Cette nouvelle diplomatie chinoise l’éloigne d’Israël, perçu comme un avant-poste de
l’Occident au Moyen-Orient. D’autant que les accords d’Abraham auraient exclu l’allié et
partenaire iranien de la Chine, et par là même, mis un bémol à l’influence chinoise dans la
région, dont l’ambiance est de recréer des routes de la soie.
Quant à Moscou, le rapprochement avec Téhéran, ennemi principal de Tel-Aviv s’est
intensifié dès le début de la guerre en Ukraine. Les Iraniens ont livré des drones
kamikazes Shahed-136 pour bombarder Kiev. Ce qui a incité l’Ukraine à réitérer sa demande
à Israël de lui fournir un système de défense aériens comme le « Dôme de Fer », citant le
danger posé par les drones et missiles balistiques iraniens.

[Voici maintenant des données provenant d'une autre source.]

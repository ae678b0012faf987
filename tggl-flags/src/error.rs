//! Flag definition errors.

use thiserror::Error;

/// Result type for flag definition operations.
pub type Result<T> = std::result::Result<T, FlagError>;

/// Errors raised while decoding flag definitions.
///
/// A loaded snapshot never fails during evaluation. An unknown operator
/// rejects the definitions; an invalid pattern is only reported by
/// [`Rule::validate`](crate::Rule::validate).
#[derive(Debug, Error)]
pub enum FlagError {
    /// The operator name is not in the operator table.
    #[error("Unknown operator: {0}")]
    UnknownOperator(String),

    /// A `REGEXP` rule carries a pattern that does not compile.
    #[error("Invalid regular expression '{pattern}': {message}")]
    InvalidRegex { pattern: String, message: String },

    /// A definition or context could not be (de)serialized.
    #[error("Serialization error: {0}")]
    Serialization(String),
}

impl From<serde_json::Error> for FlagError {
    fn from(err: serde_json::Error) -> Self {
        Self::Serialization(err.to_string())
    }
}
//! Feature Flag Core
//!
//! Defines flags, their conditions and variations, and evaluation logic.

use crate::rule::null_as_default;
use crate::{Context, Rule, Value};
use serde::{Deserialize, Serialize};

/// Feature flag
#[derive(Debug, Clone, Serialize, Deserialize)]
#[serde(rename_all = "camelCase")]
pub struct Flag {
    /// Flag slug
    #[serde(alias = "Slug")]
    pub slug: String,

    /// Variation served when no condition matches
    #[serde(
        default,
        alias = "DefaultVariation",
        alias = "defaultvariation",
        deserialize_with = "null_as_default"
    )]
    pub default_variation: Variation,

    /// Conditions, evaluated in order
    #[serde(default, alias = "Conditions", deserialize_with = "null_as_default")]
    pub conditions: Vec<Condition>,
}

impl Flag {
    /// Create a flag serving `default_variation` to everyone.
    pub fn new(slug: impl Into<String>, default_variation: Variation) -> Self {
        Self {
            slug: slug.into(),
            default_variation,
            conditions: Vec::new(),
        }
    }

    /// Append a condition
    pub fn with_condition(mut self, condition: Condition) -> Self {
        self.conditions.push(condition);
        self
    }

    /// Evaluate flag for a context
    ///
    /// The first condition whose rules all match wins; otherwise the default
    /// variation applies. Inactive variations never carry a value.
    pub fn evaluate<C: Context + ?Sized>(&self, context: &C) -> Variation {
        self.conditions
            .iter()
            .find(|condition| condition.matches(context))
            .map_or(&self.default_variation, |condition| &condition.variation)
            .resolved()
    }
}

/// Outcome of a flag evaluation
#[derive(Debug, Clone, Default, PartialEq, Serialize, Deserialize)]
pub struct Variation {
    #[serde(default, alias = "Active", deserialize_with = "null_as_default")]
    pub active: bool,

    #[serde(default, alias = "Value")]
    pub value: Value,
}

impl Variation {
    /// An active variation serving `value`
    pub fn active(value: impl Into<Value>) -> Self {
        Self {
            active: true,
            value: value.into(),
        }
    }

    /// The inactive variation
    pub fn inactive() -> Self {
        Self::default()
    }

    /// Copy of this variation with the value cleared when inactive
    pub fn resolved(&self) -> Self {
        if self.active {
            self.clone()
        } else {
            Self::inactive()
        }
    }
}

/// Condition: all rules must match for its variation to apply
#[derive(Debug, Clone, Serialize, Deserialize)]
pub struct Condition {
    /// Rules, AND-ed
    #[serde(default, alias = "Rules", deserialize_with = "null_as_default")]
    pub rules: Vec<Rule>,

    /// Variation served when the condition matches
    #[serde(default, alias = "Variation", deserialize_with = "null_as_default")]
    pub variation: Variation,
}

impl Condition {
    pub fn new(variation: Variation) -> Self {
        Self {
            rules: Vec::new(),
            variation,
        }
    }

    pub fn with_rule(mut self, rule: Rule) -> Self {
        self.rules.push(rule);
        self
    }

    pub fn matches<C: Context + ?Sized>(&self, context: &C) -> bool {
        self.rules.iter().all(|rule| rule.matches(context))
    }
}
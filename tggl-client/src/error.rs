// Client error types

use tggl_flags::FlagError;
use tggl_http_client::HttpClientError;
use tggl_reporting::ReportingError;
use thiserror::Error;

/// Result type for client operations
pub type Result<T> = std::result::Result<T, ClientError>;

/// Errors raised by the Tggl clients
#[derive(Debug, Error)]
pub enum ClientError {
    /// The API could not be reached or answered with an error status
    #[error("Transport error: {0}")]
    Transport(#[from] HttpClientError),

    /// The API returned flag definitions that could not be decoded
    #[error("Invalid flag definition: {0}")]
    Definition(#[from] FlagError),

    /// Invalid client configuration
    #[error("Configuration error: {0}")]
    Config(String),

    /// The client was closed before it became ready
    #[error("Client is closed")]
    Closed,
}

impl ClientError {
    pub fn is_transport(&self) -> bool {
        matches!(self, Self::Transport(_))
    }

    pub fn is_definition(&self) -> bool {
        matches!(self, Self::Definition(_))
    }
}

impl From<ReportingError> for ClientError {
    fn from(err: ReportingError) -> Self {
        match err {
            ReportingError::Transport(e) => Self::Transport(e),
            ReportingError::Serialization(message) => Self::Config(message),
        }
    }
}

#[cfg(test)]
mod tests {
    use super::*;

    #[test]
    fn test_error_display() {
        let err = ClientError::Config("TGGL_POLLING_INTERVAL is not a number".into());
        assert_eq!(
            err.to_string(),
            "Configuration error: TGGL_POLLING_INTERVAL is not a number"
        );
        assert_eq!(ClientError::Closed.to_string(), "Client is closed");
    }

    #[test]
    fn test_definition_from_flag_error() {
        let err: ClientError = FlagError::UnknownOperator("NOPE".into()).into();
        assert!(err.is_definition());
        assert!(!err.is_transport());
        assert!(err.to_string().contains("NOPE"));
    }

    #[test]
    fn test_transport_from_reporting_error() {
        let err: ClientError = ReportingError::Transport(HttpClientError::Connection(
            "refused".into(),
        ))
        .into();
        assert!(err.is_transport());
    }
}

En réaction, l’ancien président russe Dimitri Medvedev met en garde l’État hébreu contre le
risque d’une « destruction de toutes leurs relations inter-étatiques » bilatérales si Israël
répondait à la demande ukrainienne. C’est désormais chose faite, puisque par le biais de la
milice Wagner, Moscou va fournir des armes au Hezbollah présent dans le sud Liban
Moscou a tout intérêt à multiplier les fronts et faire oublier sa présence en Ukraine. Et de fait,
l’attention des médias est concentrée sur la guerre au Moyen-Orient. D’autre part, elle a misé
sur le fait que les États-Unis pourraient accorder une aide de moindre importance à l’Ukraine.
Ce qui n’est pas exact, car les États-Unis possèdent non seulement la plus grande armée au
monde, mais un budget défense pour 2024 de 842 milliards de dollars (Mds$) pour le DoD
(US Department Of Defense), soit 69 Mds$ de plus que la requête pour 2023 (+ 3,2%). Au
total, en incluant les dépenses du Département de l’énergie pour l’arsenal nucléaire, les
dépenses de défense avoisineraient les 886 Mds$.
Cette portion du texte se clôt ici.